Meet the Watch-and-Learn Agents Rewriting Operations

Breaking: the screen is now an instruction manual

In October 2025, a new class of automation moved from research into the daily toolkit. Google introduced the Gemini 2.5 Computer Use model, which can navigate interfaces by reading the pixels on a screen and taking actions the way people do. Anthropic, OpenAI, Microsoft, UiPath, and others are rolling out similar capabilities that click, type, scroll, and recover from errors while keeping a human in the loop.

Think of these systems as capable new hires. They shadow an expert for a few sessions, draft a standard operating procedure, then offer to run the workflow while you watch. Instead of brittle scripts tied to one app’s internals, they learn from the visible screen, which is the universal interface for work. That shift puts human reasoning at the center of automation and shortens the path from insight to impact.
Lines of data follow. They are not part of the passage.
use std::sync::atomic::{AtomicUsize, Ordering};
use std::sync::{Arc, Mutex};

use serde_json::json;

use super::{EventDispatcher, handler};

#[test]
fn handlers_fire_in_registration_order() {
    let dispatcher = EventDispatcher::new();
    let order = Arc::new(Mutex::new(Vec::new()));

    for tag in ["first", "second", "third"] {
        let order = Arc::clone(&order);
        dispatcher.on("messageReceived", &handler(move |_| {
            order.lock().unwrap().push(tag);
        }));
    }

    dispatcher.emit("messageReceived", &json!({}));
    assert_eq!(*order.lock().unwrap(), vec!["first", "second", "third"]);
}

#[test]
fn off_removes_only_the_matching_handle() {
    let dispatcher = EventDispatcher::new();
    let hits = Arc::new(AtomicUsize::new(0));

    let make = |hits: &Arc<AtomicUsize>| {
        let hits = Arc::clone(hits);
        handler(move |_| {
            hits.fetch_add(1, Ordering::SeqCst);
        })
    };
    let kept = make(&hits);
    let removed = make(&hits);
    dispatcher.on("voteUpdated", &kept);
    dispatcher.on("voteUpdated", &removed);

    dispatcher.off("voteUpdated", &removed);
    assert_eq!(dispatcher.handler_count("voteUpdated"), 1);

    dispatcher.emit("voteUpdated", &json!({}));
    assert_eq!(hits.load(Ordering::SeqCst), 1);
}

#[test]
fn off_for_unknown_event_is_a_no_op() {
    let dispatcher = EventDispatcher::new();
    dispatcher.off("missing", &handler(|_| {}));
    assert_eq!(dispatcher.handler_count("missing"), 0);
}

#[test]
fn panicking_handler_does_not_stop_the_rest() {
    let dispatcher = EventDispatcher::new();
    let hits = Arc::new(AtomicUsize::new(0));

    dispatcher.on("notificationReceived", &handler(|_| panic!("boom")));
    {
        let hits = Arc::clone(&hits);
        dispatcher.on("notificationReceived", &handler(move |_| {
            hits.fetch_add(1, Ordering::SeqCst);
        }));
    }

    dispatcher.emit("notificationReceived", &json!({}));
    assert_eq!(hits.load(Ordering::SeqCst), 1);
}

#[test]
fn handler_may_unsubscribe_itself_during_emit() {
    let dispatcher = EventDispatcher::new();
    let hits = Arc::new(AtomicUsize::new(0));

    let slot: Arc<Mutex<Option<super::Handler>>> = Arc::new(Mutex::new(None));
    let once = {
        let dispatcher = dispatcher.clone();
        let slot = Arc::clone(&slot);
        let hits = Arc::clone(&hits);
        handler(move |_| {
            hits.fetch_add(1, Ordering::SeqCst);
            if let Some(me) = slot.lock().unwrap().take() {
                dispatcher.off("userJoined", &me);
            }
        })
    };
    *slot.lock().unwrap() = Some(Arc::clone(&once));
    dispatcher.on("userJoined", &once);

    dispatcher.emit("userJoined", &json!({}));
    dispatcher.emit("userJoined", &json!({}));
    assert_eq!(hits.load(Ordering::SeqCst), 1);
}

#[test]
fn clones_share_one_handler_table() {
    let dispatcher = EventDispatcher::new();
    let twin = dispatcher.clone();
    let hits = Arc::new(AtomicUsize::new(0));

    {
        let hits = Arc::clone(&hits);
        dispatcher.on("userLeft", &handler(move |_| {
            hits.fetch_add(1, Ordering::SeqCst);
        }));
    }

    twin.emit("userLeft", &json!({}));
    assert_eq!(hits.load(Ordering::SeqCst), 1);
}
What learn by watching really means

A learn-by-watching agent is a loop of perception, planning, action, and reflection.

Perception: The model ingests a screenshot or video frame and a short history of clicks and keystrokes. It reads labels, buttons, hints, error messages, and table headers, and segments the interface into actionable regions.
Planning: It drafts a compact plan that maps a business goal, such as file an invoice or reconcile a record, to concrete steps across one or more applications. The plan can update as the page changes or validations fail.
Action: It emits structured actions like click, type, select from dropdown, drag, upload, or submit. Each action can be simulated in a dry run or executed for real.
Reflection: It checks results against expectations, reads any error text, backtracks when needed, and requests human approval for sensitive moves.

The loop sounds simple. The magic is the model’s ability to generalize. When the purchase order screen moves a field or an unfamiliar portal uses different labels, the agent still finds the right path by reasoning over what it sees rather than relying on a brittle selector.

How this differs from classic RPA

Traditional RPA binds a robot to static selectors that identify elements in the Document Object Model or a native app tree. That is accurate when the interface is stable, and fragile when it is not. A minor front end tweak can break a flow, trigger a ticket, and start a mini project to heal the bot.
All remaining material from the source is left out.